Problem: Begin with the first line of the entries below. Copy each line exactly, stopping after the one that contains "use tokio_util::sync::CancellationToken;".

──────── Extracted data

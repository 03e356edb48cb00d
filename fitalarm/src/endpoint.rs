//! The per-endpoint event loop.
//!
//! An [`Endpoint`] owns the smoother, detector, watchdog, state machine and
//! peer coordinator for one side of the link. Samples, 1 Hz ticks, transport
//! events and control commands all arrive through [`Endpoint::run`] and are
//! handled one at a time, so every alarm transition is atomic with respect
//! to everything else the endpoint sees.
//!
//! The step methods (`on_sample`, `on_tick`, ...) are public so callers that
//! drive time themselves, like the replay tool, can step an endpoint without
//! the loop.

use std::time::Duration;

use anyhow::anyhow;
use time::{OffsetDateTime, UtcOffset};
use tokio::sync::{mpsc, oneshot, watch};
use tokio::time::{Instant, MissedTickBehavior};
use tokio_util::sync::CancellationToken;

use crate::alarm::{
    AlarmConfig, AlarmEvent, AlarmState, AlarmStateMachine, Outcome, StopReason,
    ThresholdDetector, TriggerCause,
};
use crate::api::commands::{EndpointCommand, Reply};
use crate::coordinator::PeerCoordinator;
use crate::error::{Error, Result};
use crate::feedback::FeedbackDevice;
use crate::protocol::Command;
use crate::sensor::{
    DEFAULT_WINDOW_SIZE, Sample, SampleSmoother, SensorStatus, SensorWatchdog, SmoothedReading,
    WatchdogEdge,
};
use crate::tracing::prelude::*;
use crate::transport::{MessageChannel, SendOutcome, Session, TransportEvent};

/// Detector evaluation and watchdog check period.
pub const TICK_INTERVAL: Duration = Duration::from_secs(1);

pub const DEFAULT_SENSOR_TIMEOUT: Duration = Duration::from_secs(30);

const SAMPLE_QUEUE_DEPTH: usize = 256;
const COMMAND_QUEUE_DEPTH: usize = 16;

/// A point in time as seen by the endpoint: monotonic for sensor liveness,
/// wall clock for the scheduled trigger.
#[derive(Debug, Clone, Copy, PartialEq, Eq)]
pub struct Moment {
    pub instant: Instant,
    pub wall: OffsetDateTime,
}

impl Moment {
    pub fn now(offset: UtcOffset) -> Self {
        Self {
            instant: Instant::now(),
            wall: OffsetDateTime::now_utc().to_offset(offset),
        }
    }
}

#[derive(Debug, Clone)]
pub struct EndpointSettings {
    /// Shown in logs and status.
    pub name: String,
    pub window_size: usize,
    pub sensor_timeout: Duration,
    /// Offset used to read the wall clock for scheduled alarms.
    pub utc_offset: UtcOffset,
    /// Push the threshold to the peer whenever this endpoint is armed.
    pub share_threshold: bool,
}

impl EndpointSettings {
    pub fn new(name: impl Into<String>) -> Self {
        Self {
            name: name.into(),
            window_size: DEFAULT_WINDOW_SIZE,
            sensor_timeout: DEFAULT_SENSOR_TIMEOUT,
            utc_offset: UtcOffset::UTC,
            share_threshold: false,
        }
    }
}

/// Snapshot published after every handled input.
#[derive(Debug, Clone, PartialEq)]
pub struct EndpointStatus {
    pub name: String,
    pub state: AlarmState,
    pub cause: Option<TriggerCause>,
    pub config: Option<AlarmConfig>,
    pub reading: Option<SmoothedReading>,
    pub sensor: SensorStatus,
    pub session: Session,
    pub last_send: Option<SendOutcome>,
}

/// Cloneable access to a running endpoint.
#[derive(Debug, Clone)]
pub struct EndpointHandle {
    samples: mpsc::Sender<Sample>,
    commands: mpsc::Sender<EndpointCommand>,
    status: watch::Receiver<EndpointStatus>,
}

impl EndpointHandle {
    pub fn status(&self) -> EndpointStatus {
        self.status.borrow().clone()
    }

    pub fn subscribe(&self) -> watch::Receiver<EndpointStatus> {
        self.status.clone()
    }

    /// Queue a sensor sample stamped now.
    pub async fn push_sample(&self, value: f64) -> Result<()> {
        self.samples
            .send(Sample::now(value))
            .await
            .map_err(|_| Error::EndpointClosed)
    }

    pub async fn arm(&self, config: AlarmConfig) -> anyhow::Result<AlarmState> {
        self.request(|reply| EndpointCommand::Arm { config, reply })
            .await
    }

    pub async fn disarm(&self) -> anyhow::Result<AlarmState> {
        self.request(|reply| EndpointCommand::Disarm { reply }).await
    }

    pub async fn stop(&self) -> anyhow::Result<AlarmState> {
        self.request(|reply| EndpointCommand::Stop { reply }).await
    }

    /// Send a command and wait for the endpoint to apply it.
    pub async fn request(
        &self,
        command: impl FnOnce(Reply) -> EndpointCommand,
    ) -> anyhow::Result<AlarmState> {
        let (tx, rx) = oneshot::channel();
        self.commands
            .send(command(tx))
            .await
            .map_err(|_| Error::EndpointClosed)?;
        rx.await.map_err(|_| Error::EndpointClosed)?
    }
}

pub struct Endpoint {
    name: String,
    share_threshold: bool,
    utc_offset: UtcOffset,
    smoother: SampleSmoother,
    detector: ThresholdDetector,
    watchdog: SensorWatchdog,
    machine: AlarmStateMachine,
    coordinator: PeerCoordinator,
    samples_rx: mpsc::Receiver<Sample>,
    commands_rx: mpsc::Receiver<EndpointCommand>,
    transport_rx: mpsc::Receiver<TransportEvent>,
    status_tx: watch::Sender<EndpointStatus>,
}

impl Endpoint {
    pub fn new(
        settings: EndpointSettings,
        mut channel: Box<dyn MessageChannel>,
        feedback: Box<dyn FeedbackDevice>,
    ) -> Result<(Self, EndpointHandle)> {
        let transport_rx = channel
            .take_event_receiver()
            .ok_or_else(|| Error::Other("transport event receiver already taken".into()))?;

        let (samples_tx, samples_rx) = mpsc::channel(SAMPLE_QUEUE_DEPTH);
        let (commands_tx, commands_rx) = mpsc::channel(COMMAND_QUEUE_DEPTH);

        let machine = AlarmStateMachine::new(feedback);
        let coordinator = PeerCoordinator::new(channel);
        let watchdog = SensorWatchdog::new(settings.sensor_timeout);
        let (status_tx, status_rx) = watch::channel(EndpointStatus {
            name: settings.name.clone(),
            state: machine.state(),
            cause: None,
            config: None,
            reading: None,
            sensor: watchdog.status(),
            session: coordinator.session(),
            last_send: None,
        });

        let endpoint = Self {
            name: settings.name,
            share_threshold: settings.share_threshold,
            utc_offset: settings.utc_offset,
            smoother: SampleSmoother::new(settings.window_size),
            detector: ThresholdDetector::new(),
            watchdog,
            machine,
            coordinator,
            samples_rx,
            commands_rx,
            transport_rx,
            status_tx,
        };
        let handle = EndpointHandle {
            samples: samples_tx,
            commands: commands_tx,
            status: status_rx,
        };

        Ok((endpoint, handle))
    }

    pub fn name(&self) -> &str {
        &self.name
    }

    pub fn state(&self) -> AlarmState {
        self.machine.state()
    }

    pub fn status(&self) -> EndpointStatus {
        EndpointStatus {
            name: self.name.clone(),
            state: self.machine.state(),
            cause: self.machine.cause(),
            config: self.machine.config().cloned(),
            reading: self.smoother.current(),
            sensor: self.watchdog.status(),
            session: self.coordinator.session(),
            last_send: self.coordinator.last_outcome().cloned(),
        }
    }

    pub async fn run(mut self, shutdown: CancellationToken) {
        let mut interval = tokio::time::interval(TICK_INTERVAL);
        interval.set_missed_tick_behavior(MissedTickBehavior::Skip);

        info!(endpoint = %self.name, "Endpoint started");

        loop {
            tokio::select! {
                _ = shutdown.cancelled() => break,

                _ = interval.tick() => {
                    self.on_tick(Moment::now(self.utc_offset)).await;
                }

                Some(sample) = self.samples_rx.recv() => {
                    self.on_sample(sample, Moment::now(self.utc_offset)).await;
                }

                Some(command) = self.commands_rx.recv() => {
                    self.on_command(command).await;
                }

                Some(event) = self.transport_rx.recv() => {
                    self.on_transport_event(event).await;
                }
            }
        }

        self.apply(AlarmEvent::Disarm).await;
        self.publish_status();
        info!(endpoint = %self.name, "Endpoint stopped");
    }

    pub async fn on_sample(&mut self, sample: Sample, moment: Moment) {
        if self.watchdog.sample(sample.timestamp) == WatchdogEdge::BecameAvailable {
            info!(endpoint = %self.name, "Heart rate sensor available");
        }

        let Some(reading) = self.smoother.ingest(sample) else {
            return;
        };
        trace!(
            endpoint = %self.name,
            value = sample.value,
            average = reading.average,
            samples = reading.sample_count,
            "Sample ingested"
        );

        self.evaluate(Some(reading), moment).await;
        self.publish_status();
    }

    pub async fn on_tick(&mut self, moment: Moment) {
        if self.watchdog.check(moment.instant) == WatchdogEdge::BecameUnavailable {
            warn!(endpoint = %self.name, "Heart rate sensor went quiet, sensor trigger paused");
            self.smoother.reset();
        }

        self.evaluate(self.smoother.current(), moment).await;
        self.publish_status();
    }

    pub async fn on_transport_event(&mut self, event: TransportEvent) {
        let reconnected = event == TransportEvent::ReachabilityChanged(true);
        if let Some(inbound) = self.coordinator.handle_transport_event(event) {
            if let Some(bpm) = inbound.threshold {
                self.machine.set_threshold(bpm);
            }
            if let Some(event) = inbound.event {
                self.apply(event).await;
            }
        }
        // A threshold shared while the peer was away never arrived.
        if reconnected {
            self.share_threshold_with_peer();
        }
        self.publish_status();
    }

    pub async fn on_command(&mut self, command: EndpointCommand) {
        let (reply, result) = match command {
            EndpointCommand::Arm { config, reply } => (reply, self.arm(config).await),
            EndpointCommand::Disarm { reply } => {
                self.apply(AlarmEvent::Disarm).await;
                (reply, Ok(self.state()))
            }
            EndpointCommand::Stop { reply } => {
                let result = match self.state() {
                    AlarmState::Triggered => {
                        self.apply(AlarmEvent::Stop(StopReason::Manual)).await;
                        Ok(self.state())
                    }
                    state => Err(anyhow!("alarm is not ringing (state {state})")),
                };
                (reply, result)
            }
        };

        // Status first, so a caller woken by the reply reads fresh state.
        self.publish_status();
        if reply.send(result).is_err() {
            debug!(endpoint = %self.name, "Command reply receiver dropped");
        }
    }

    /// Handle every transport event already queued. Returns how many were
    /// handled.
    pub async fn drain_transport(&mut self) -> usize {
        let mut handled = 0;
        while let Ok(event) = self.transport_rx.try_recv() {
            self.on_transport_event(event).await;
            handled += 1;
        }
        handled
    }

    async fn arm(&mut self, config: AlarmConfig) -> anyhow::Result<AlarmState> {
        let state = self.state();
        if matches!(state, AlarmState::Triggered | AlarmState::Stopping) {
            return Err(anyhow!("cannot arm while alarm is {state}"));
        }

        self.apply(AlarmEvent::Arm(config)).await;
        self.share_threshold_with_peer();
        Ok(self.state())
    }

    /// Push the configured threshold to the peer, if this endpoint shares it.
    fn share_threshold_with_peer(&mut self) {
        if !self.share_threshold {
            return;
        }
        if let Some(bpm_threshold) = self.machine.config().map(|c| c.bpm_threshold) {
            self.coordinator.publish(Command::configure(bpm_threshold));
        }
    }

    async fn evaluate(&mut self, reading: Option<SmoothedReading>, moment: Moment) {
        let Some(config) = self.machine.config().cloned() else {
            return;
        };
        let events = self.detector.evaluate(
            reading.as_ref(),
            &config,
            moment.wall,
            self.machine.snapshot(),
        );
        for event in events {
            self.apply(event).await;
        }
    }

    /// Feed an event to the machine along with any follow-up it asks for.
    async fn apply(&mut self, event: AlarmEvent) {
        let mut next = Some(event);
        while let Some(event) = next.take() {
            match self.machine.handle(event).await {
                Outcome::Ignored => {}
                Outcome::Reconfigured => self.detector.rearm(),
                Outcome::Transitioned(transition) => {
                    if transition.to == AlarmState::Armed {
                        self.detector.rearm();
                    }
                    if let Some(command) = transition.outbound {
                        self.coordinator.publish(command);
                    }
                    next = transition.follow_up;
                }
            }
        }
    }

    fn publish_status(&self) {
        self.status_tx.send_replace(self.status());
    }
}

────────────────

Completed exercise:
repository 03e356edb48cb00d
filename fitalarm/src/endpoint.rs
//! The per-endpoint event loop.
//!
//! An [`Endpoint`] owns the smoother, detector, watchdog, state machine and
//! peer coordinator for one side of the link. Samples, 1 Hz ticks, transport
//! events and control commands all arrive through [`Endpoint::run`] and are
//! handled one at a time, so every alarm transition is atomic with respect
//! to everything else the endpoint sees.
//!
//! The step methods (`on_sample`, `on_tick`, ...) are public so callers that
//! drive time themselves, like the replay tool, can step an endpoint without
//! the loop.

use std::time::Duration;

use anyhow::anyhow;
use time::{OffsetDateTime, UtcOffset};
use tokio::sync::{mpsc, oneshot, watch};
use tokio::time::{Instant, MissedTickBehavior};
use tokio_util::sync::CancellationToken;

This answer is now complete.